* Work instruction
Identify all lines in the listing that include the word "bool", and copy them out.

* Listed entries
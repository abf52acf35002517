//! Channel registry
//!
//! [`LogManager`] hands out one structured logger per channel name, building
//! it on first request and caching it for the life of the process. If a
//! logger cannot be built, the caller gets a [`BuiltinLogger`] that writes
//! through the fallback emitter instead; `get_log` itself never fails.

use crate::core::{
    error::panic_message, stderr_writer, ChannelLogger, DispatchGuard, LogContext, LogLevel,
    LogRecord, LoggerError, MakeWriter, PlaceholderProcessor, Result, StructuredLogger,
};
use crate::appenders::StreamAppender;
use crate::core::BridgeMetrics;
use crate::fallback::{Delivery, FallbackEmitter};
use parking_lot::RwLock;
use std::collections::HashMap;
use std::panic::{catch_unwind, AssertUnwindSafe};
use std::sync::{Arc, OnceLock};

/// Environment variable holding the process-wide minimum level
pub const LEVEL_ENV_VAR: &str = "CONTAINER_LOGS_LEVEL";

/// Channel requested when the caller does not name one
pub const DEFAULT_CHANNEL: &str = "default";

/// Prefix shared by every channel name written to the stream
pub const DEFAULT_NAMESPACE: &str = "app";

static GLOBAL: OnceLock<Arc<LogManager>> = OnceLock::new();

/// Builds the structured logger for a channel
pub trait ChannelFactory: Send + Sync {
    fn create(&self, channel_name: &str, min_level: LogLevel) -> Result<ChannelLogger>;
}

/// Placeholder interpolation, one JSON stream appender
pub struct StderrJsonFactory {
    make_writer: MakeWriter,
}

impl StderrJsonFactory {
    pub fn new() -> Self {
        Self::with_writer(stderr_writer())
    }

    pub fn with_writer(make_writer: MakeWriter) -> Self {
        Self { make_writer }
    }
}

impl Default for StderrJsonFactory {
    fn default() -> Self {
        Self::new()
    }
}

impl ChannelFactory for StderrJsonFactory {
    fn create(&self, channel_name: &str, min_level: LogLevel) -> Result<ChannelLogger> {
        Ok(ChannelLogger::builder(channel_name)
            .processor(PlaceholderProcessor::new())
            .appender(StreamAppender::new(Arc::clone(&self.make_writer), min_level))
            .build())
    }
}

/// Where the minimum level comes from
#[derive(Debug, Clone, PartialEq, Eq)]
pub enum LevelSetting {
    Fixed(LogLevel),
    /// Read from an environment variable each time a channel is built
    Env(String),
}

impl LevelSetting {
    /// Absent or invalid values resolve to `Debug`
    pub fn resolve(&self) -> LogLevel {
        match self {
            LevelSetting::Fixed(level) => *level,
            LevelSetting::Env(var) => std::env::var(var)
                .ok()
                .and_then(|value| value.parse().ok())
                .unwrap_or(LogLevel::Debug),
        }
    }
}

impl Default for LevelSetting {
    fn default() -> Self {
        LevelSetting::Fixed(LogLevel::Debug)
    }
}

/// Minimal logger used when the structured path cannot be built
///
/// Every call goes straight to the fallback emitter.
#[derive(Debug, Clone)]
pub struct BuiltinLogger {
    channel: String,
    min_level: LogLevel,
    emitter: FallbackEmitter,
}

impl BuiltinLogger {
    pub fn new(channel: impl Into<String>, min_level: LogLevel, emitter: FallbackEmitter) -> Self {
        Self {
            channel: channel.into(),
            min_level,
            emitter,
        }
    }
}

impl StructuredLogger for BuiltinLogger {
    fn channel(&self) -> &str {
        &self.channel
    }

    fn log(&self, level: LogLevel, message: &str, context: LogContext) -> Result<()> {
        if level >= self.min_level {
            self.emitter.emit(
                &LogRecord::new(level, self.channel.as_str(), message).with_context(context),
            );
        }
        Ok(())
    }

    fn is_fallback(&self) -> bool {
        true
    }
}

pub struct LogManager {
    channels: RwLock<HashMap<String, Arc<dyn StructuredLogger>>>,
    factory: Arc<dyn ChannelFactory>,
    level: LevelSetting,
    namespace: String,
    fallback: FallbackEmitter,
    metrics: Arc<BridgeMetrics>,
}

impl LogManager {
    /// Manager writing to stderr at `Debug`
    pub fn new() -> Self {
        Self::builder().build()
    }

    /// Create a builder for LogManager
    ///
    /// # Example
    /// ```
    /// use container_logs::prelude::*;
    ///
    /// let manager = LogManager::builder()
    ///     .min_level(LogLevel::Info)
    ///     .namespace("billing")
    ///     .build();
    /// assert_eq!(manager.channel_name("default"), "billing");
    /// assert_eq!(manager.channel_name("cron"), "billing.cron");
    /// ```
    #[must_use]
    pub fn builder() -> LogManagerBuilder {
        LogManagerBuilder::new()
    }

    /// The process-wide manager, configured from [`LEVEL_ENV_VAR`]
    pub fn global() -> Arc<LogManager> {
        Arc::clone(GLOBAL.get_or_init(|| {
            Arc::new(
                LogManager::builder()
                    .level_from_env(LEVEL_ENV_VAR)
                    .build(),
            )
        }))
    }

    /// Find or create the logger for `channel`.
    ///
    /// The first construction to be cached wins; later calls return that
    /// instance. Construction runs without the registry lock held, so racing
    /// callers may each build one and all but the first are dropped. If
    /// construction fails or panics, a [`BuiltinLogger`] is returned and
    /// nothing is cached, so a later call may still succeed.
    pub fn get_log(&self, channel: &str) -> Arc<dyn StructuredLogger> {
        if let Some(logger) = self.channels.read().get(channel) {
            return Arc::clone(logger);
        }

        let channel_name = self.channel_name(channel);
        match self.build_channel(&channel_name) {
            Ok(logger) => {
                let logger: Arc<dyn StructuredLogger> = Arc::new(logger);
                let mut channels = self.channels.write();
                Arc::clone(channels.entry(channel.to_string()).or_insert(logger))
            }
            Err(_) => {
                self.metrics.record_builtin();
                Arc::new(BuiltinLogger::new(
                    channel_name,
                    self.level.resolve(),
                    self.fallback.clone(),
                ))
            }
        }
    }

    /// Logger for the `default` channel
    pub fn default_log(&self) -> Arc<dyn StructuredLogger> {
        self.get_log(DEFAULT_CHANNEL)
    }

    fn build_channel(&self, channel_name: &str) -> Result<ChannelLogger> {
        let _guard = DispatchGuard::enter();
        let min_level = self.level.resolve();
        catch_unwind(AssertUnwindSafe(|| self.factory.create(channel_name, min_level)))
            .unwrap_or_else(|payload| {
                Err(LoggerError::unavailable(
                    "ChannelFactory",
                    panic_message(payload.as_ref()),
                ))
            })
    }

    /// Stream-facing name: the namespace alone for `default`, otherwise
    /// `namespace.channel`
    pub fn channel_name(&self, channel: &str) -> String {
        if channel == DEFAULT_CHANNEL {
            self.namespace.clone()
        } else {
            format!("{}.{}", self.namespace, channel)
        }
    }

    /// Write one record on `channel`, falling back to the bare emitter with
    /// `fallback_context()` on any failure.
    ///
    /// A write that went through a [`BuiltinLogger`] already reached the
    /// fallback emitter and is reported as [`Delivery::Fallback`].
    pub fn deliver<C>(
        &self,
        channel: &str,
        level: LogLevel,
        message: &str,
        context: LogContext,
        fallback_context: C,
    ) -> Delivery
    where
        C: FnOnce() -> LogContext,
    {
        let mut via_builtin = false;
        let delivery = self.fallback.attempt(
            || {
                let logger = self.get_log(channel);
                via_builtin = logger.is_fallback();
                logger.log(level, message, context)
            },
            || {
                LogRecord::new(level, self.channel_name(channel), message)
                    .with_context(fallback_context())
            },
        );

        match delivery {
            Delivery::Primary if !via_builtin => {
                self.metrics.record_primary();
                Delivery::Primary
            }
            Delivery::Primary | Delivery::Fallback => {
                self.metrics.record_fallback();
                Delivery::Fallback
            }
        }
    }

    pub fn fallback(&self) -> &FallbackEmitter {
        &self.fallback
    }

    pub fn metrics(&self) -> &BridgeMetrics {
        &self.metrics
    }

    pub fn is_cached(&self, channel: &str) -> bool {
        self.channels.read().contains_key(channel)
    }

    /// Names of cached channels, sorted
    pub fn channels(&self) -> Vec<String> {
        let mut names: Vec<String> = self.channels.read().keys().cloned().collect();
        names.sort();
        names
    }

    /// Drop every cached logger; the next `get_log` rebuilds
    pub fn reset(&self) {
        self.channels.write().clear();
    }
}

impl Default for LogManager {
    fn default() -> Self {
        Self::new()
    }
}

impl std::fmt::Debug for LogManager {
    fn fmt(&self, f: &mut std::fmt::Formatter<'_>) -> std::fmt::Result {
        f.debug_struct("LogManager")
            .field("namespace", &self.namespace)
            .field("level", &self.level)
            .field("channels", &self.channels())
            .finish_non_exhaustive()
    }
}

/// Builder for constructing LogManager with a fluent API
pub struct LogManagerBuilder {
    level: LevelSetting,
    namespace: String,
    make_writer: MakeWriter,
    fallback: Option<FallbackEmitter>,
    factory: Option<Arc<dyn ChannelFactory>>,
}

impl LogManagerBuilder {
    pub fn new() -> Self {
        Self {
            level: LevelSetting::default(),
            namespace: DEFAULT_NAMESPACE.to_string(),
            make_writer: stderr_writer(),
            fallback: None,
            factory: None,
        }
    }

    /// Set a fixed minimum level
    #[must_use = "builder methods return a new value"]
    pub fn min_level(mut self, level: LogLevel) -> Self {
        self.level = LevelSetting::Fixed(level);
        self
    }

    /// Read the minimum level from `var` whenever a channel is built
    #[must_use = "builder methods return a new value"]
    pub fn level_from_env(mut self, var: impl Into<String>) -> Self {
        self.level = LevelSetting::Env(var.into());
        self
    }

    /// Prefix for channel names; blank values keep the default
    #[must_use = "builder methods return a new value"]
    pub fn namespace(mut self, namespace: impl Into<String>) -> Self {
        let namespace = namespace.into();
        if !namespace.trim().is_empty() {
            self.namespace = namespace;
        }
        self
    }

    /// Stream used by both the default factory and the fallback emitter
    #[must_use = "builder methods return a new value"]
    pub fn writer(mut self, make_writer: MakeWriter) -> Self {
        self.make_writer = make_writer;
        self
    }

    #[must_use = "builder methods return a new value"]
    pub fn fallback(mut self, fallback: FallbackEmitter) -> Self {
        self.fallback = Some(fallback);
        self
    }

    #[must_use = "builder methods return a new value"]
    pub fn factory(mut self, factory: Arc<dyn ChannelFactory>) -> Self {
        self.factory = Some(factory);
        self
    }

    pub fn build(self) -> LogManager {
        let make_writer = self.make_writer;
        LogManager {
            channels: RwLock::new(HashMap::new()),
            factory: self.factory.unwrap_or_else(|| {
                Arc::new(StderrJsonFactory::with_writer(Arc::clone(&make_writer)))
            }),
            level: self.level,
            namespace: self.namespace,
            fallback: self
                .fallback
                .unwrap_or_else(|| FallbackEmitter::with_writer(make_writer)),
            metrics: Arc::new(BridgeMetrics::new()),
        }
    }
}

impl Default for LogManagerBuilder {
    fn default() -> Self {
        Self::new()
    }
}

* Result of the task
    fn is_fallback(&self) -> bool {
    pub fn is_cached(&self, channel: &str) -> bool {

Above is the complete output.